Ecrit par Léon-Marc Levy , le Mardi, 08 Septembre 2020. , dans La Une Livres, Les Livres, Critiques, Roman, USA, Gallmeister

Les Marches de l’Amérique (American Marchlands), trad. américain, François Happe, 354 pages, 10,20 € . Ecrivain(s): Lance Weller Edition: Gallmeister

 

A la construction erratique et violente des frontières Sud-Ouest des États-Unis d’Amérique, les Marches (Marchlands) progressives de la conquête, fait écho dans ce livre magistral la marche (walk), tout aussi erratique et violente, de trois personnages qui tracent, à leur manière, les nouvelles frontières.
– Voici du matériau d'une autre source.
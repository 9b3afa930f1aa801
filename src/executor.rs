use std::{fmt::Display, num::NonZeroUsize, thread};

use log::{debug, error, info};
use rayon::{prelude::*, ThreadPool, ThreadPoolBuilder};
use thiserror::Error;

use crate::{
    plan::Plan,
    provider::{Provider, ProviderError, RemoteRewrite, Rewrite},
    ratelimit::SlidingWindowLimiter,
};

/// An executor applies a [`Plan`] to a provider.
///
/// All deletions are performed first, then all creations. Within each group, calls are spread over a pool of
/// worker threads, and every call waits for the rate limiter before being issued.
pub struct Executor<'a> {
    provider: &'a (dyn Provider + Sync),
    limiter: &'a SlidingWindowLimiter,
    pool: ThreadPool,
}

#[derive(Error, Debug)]
pub enum ExecutorError {
    #[error("unable to start worker pool: {0}")]
    Pool(#[from] rayon::ThreadPoolBuildError),
}

/// A single change made to a provider
#[derive(Debug, Clone, PartialEq, Eq, Hash)]
pub enum Action {
    Create(Rewrite),
    Delete(RemoteRewrite),
}
impl Display for Action {
    fn fmt(&self, f: &mut std::fmt::Formatter<'_>) -> std::fmt::Result {
        match self {
            Action::Create(r) => write!(f, "create {}", r),
            Action::Delete(r) => write!(f, "delete {}", r),
        }
    }
}

#[derive(Debug, Clone, Eq, PartialEq, Default)]
pub struct RunResult {
    pub successes: Vec<Action>,
    pub failures: Vec<(Action, ProviderError)>,
}

impl<'a> Executor<'a> {
    /// Create a new executor with one worker per available CPU
    pub fn try_new(
        provider: &'a (dyn Provider + Sync),
        limiter: &'a SlidingWindowLimiter,
    ) -> Result<Executor<'a>, ExecutorError> {
        let workers = thread::available_parallelism().map_or(1, NonZeroUsize::get);
        Executor::with_workers(provider, limiter, workers)
    }

    pub fn with_workers(
        provider: &'a (dyn Provider + Sync),
        limiter: &'a SlidingWindowLimiter,
        workers: usize,
    ) -> Result<Executor<'a>, ExecutorError> {
        let pool = ThreadPoolBuilder::new()
            .num_threads(workers)
            .thread_name(|i| format!("executor-{}", i))
            .build()?;
        debug!("Started executor with {} workers", pool.current_num_threads());
        Ok(Executor {
            provider,
            limiter,
            pool,
        })
    }

    pub fn run(&self, plan: Plan) -> RunResult {
        let mut result = RunResult::default();

        info!("Deleting {} rewrites", plan.delete_actions.len());
        let deletions = plan
            .delete_actions
            .into_iter()
            .map(Action::Delete)
            .collect::<Vec<_>>();
        self.apply_all(deletions, &mut result);

        info!("Creating {} rewrites", plan.create_actions.len());
        let creations = plan
            .create_actions
            .into_iter()
            .map(Action::Create)
            .collect::<Vec<_>>();
        self.apply_all(creations, &mut result);

        result
    }

    // Run a group of actions on the pool and wait for all of them to complete
    fn apply_all(&self, actions: Vec<Action>, result: &mut RunResult) {
        let outcomes = self.pool.install(|| {
            actions
                .into_par_iter()
                .map(|action| {
                    let outcome = self.apply(&action);
                    (action, outcome)
                })
                .collect::<Vec<_>>()
        });

        for (action, outcome) in outcomes {
            match outcome {
                Ok(_) => result.successes.push(action),
                Err(e) => {
                    error!("Failed to {}: {}", action, e);
                    result.failures.push((action, e));
                }
            }
        }
    }

    fn apply(&self, action: &Action) -> Result<(), ProviderError> {
        self.limiter.acquire();
        debug!("Applying action: {}", action);
        match action {
            Action::Create(r) => self.provider.create_rewrite(r),
            Action::Delete(r) => self.provider.delete_rewrite(&r.id),
        }
    }
}
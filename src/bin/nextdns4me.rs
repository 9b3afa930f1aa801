mod cli;

use std::process::ExitCode;

use clap::{error::ErrorKind, Parser};
use env_logger::Builder;
use log::{error, info, trace};
use tokio::task;

use nextdns4me::job;

use cli::Cli;

#[tokio::main]
async fn main() -> ExitCode {
    let cli = match Cli::try_parse() {
        Ok(cli) => cli,
        Err(e) if matches!(e.kind(), ErrorKind::DisplayHelp | ErrorKind::DisplayVersion) => e.exit(),
        Err(e) => {
            // Missing or invalid settings: nothing has been contacted yet, not even the notifier
            e.print().ok();
            return ExitCode::FAILURE;
        }
    };

    Builder::new().filter_level(cli.loglevel.into()).init();
    trace!("Parsed configuration: {:?}", cli);

    if cli.dry_run {
        info!("Running in dry-run mode, no changes to the rewrites will be made");
    }

    // The blocking HTTP clients must live outside of the async runtime
    trace!("Starting worker thread");
    match task::spawn_blocking(move || job::run_job(&cli.job_config())).await {
        Ok(Ok(_)) => ExitCode::SUCCESS,
        Ok(Err(_)) => {
            error!("Run completed with errors");
            ExitCode::FAILURE
        }
        Err(_) => {
            error!("Task panicked, aborting...");
            ExitCode::FAILURE
        }
    }
}
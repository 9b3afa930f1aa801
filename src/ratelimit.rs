//! Client-side throttling of calls to a remote API.

use std::{
    collections::VecDeque,
    num::NonZeroUsize,
    sync::{Mutex, PoisonError},
    thread,
    time::{Duration, Instant},
};

use log::debug;

/// Calls allowed per period when no other limit is configured
pub const DEFAULT_MAX_CALLS: usize = 10;
/// Length of the rolling window when no other limit is configured
pub const DEFAULT_PERIOD: Duration = Duration::from_secs(60);

/// A rate limiter allowing at most `max_calls` calls in any rolling window of length `period`.
///
/// The limiter is shared by reference between threads.
/// Callers that would exceed the limit are put to sleep until the oldest call leaves the window, they never fail.
#[derive(Debug)]
pub struct SlidingWindowLimiter {
    max_calls: NonZeroUsize,
    period: Duration,
    calls: Mutex<VecDeque<Instant>>,
}

impl SlidingWindowLimiter {
    pub fn new(max_calls: NonZeroUsize, period: Duration) -> Self {
        SlidingWindowLimiter {
            max_calls,
            period,
            calls: Mutex::new(VecDeque::with_capacity(max_calls.get())),
        }
    }

    pub fn max_calls(&self) -> usize {
        self.max_calls.get()
    }

    pub fn period(&self) -> Duration {
        self.period
    }

    /// Block until a call may be made, then record it
    pub fn acquire(&self) {
        loop {
            let wait = {
                // The queue stays consistent even if another holder panicked
                let mut calls = self.calls.lock().unwrap_or_else(PoisonError::into_inner);
                let now = Instant::now();
                while calls
                    .front()
                    .is_some_and(|oldest| now.duration_since(*oldest) >= self.period)
                {
                    calls.pop_front();
                }

                if calls.len() < self.max_calls.get() {
                    calls.push_back(now);
                    return;
                }
                calls.front().map_or(Duration::ZERO, |oldest| {
                    self.period.saturating_sub(now.duration_since(*oldest))
                })
            };
            debug!("Rate limit reached, waiting {:?}", wait);
            thread::sleep(wait);
        }
    }
}

impl Default for SlidingWindowLimiter {
    fn default() -> Self {
        SlidingWindowLimiter::new(
            NonZeroUsize::new(DEFAULT_MAX_CALLS).unwrap_or(NonZeroUsize::MIN),
            DEFAULT_PERIOD,
        )
    }
}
Le roman de Lance Weller s’étend de 1815 à 1846, à peu près dans l’âge de vie de Tom Hawkins, Pigsmeat et Flora. Leur destin commun s’inscrit dans la toile de fond historique américaine. C’est, chez Weller, un mode de narration déjà utilisé dans Wilderness : tresser l’histoire individuelle et l’Histoire (dans Wilderness l’action se situait plus tard, après la Guerre de Sécession). A la manière des historiens de l’école des Annales, ce qui intéresse l’auteur – qui n’est pas historien mais romancier – ce sont les gens plus que les faits. On est loin du point de vue d’un Shelby Foote qui, dans Shiloh, se rapproche plus du travail historique pur. La marche des trois héros traverse et retraverse l’Histoire : les guerres indiennes, l’établissement des frontières avec le Mexique, le destin du Texas longtemps disputé. Mais c’est bien l’histoire, magnifique et terrible, de ces deux hommes maudits par le destin et de cette femme, superbe et forte, qui constitue la matière du roman.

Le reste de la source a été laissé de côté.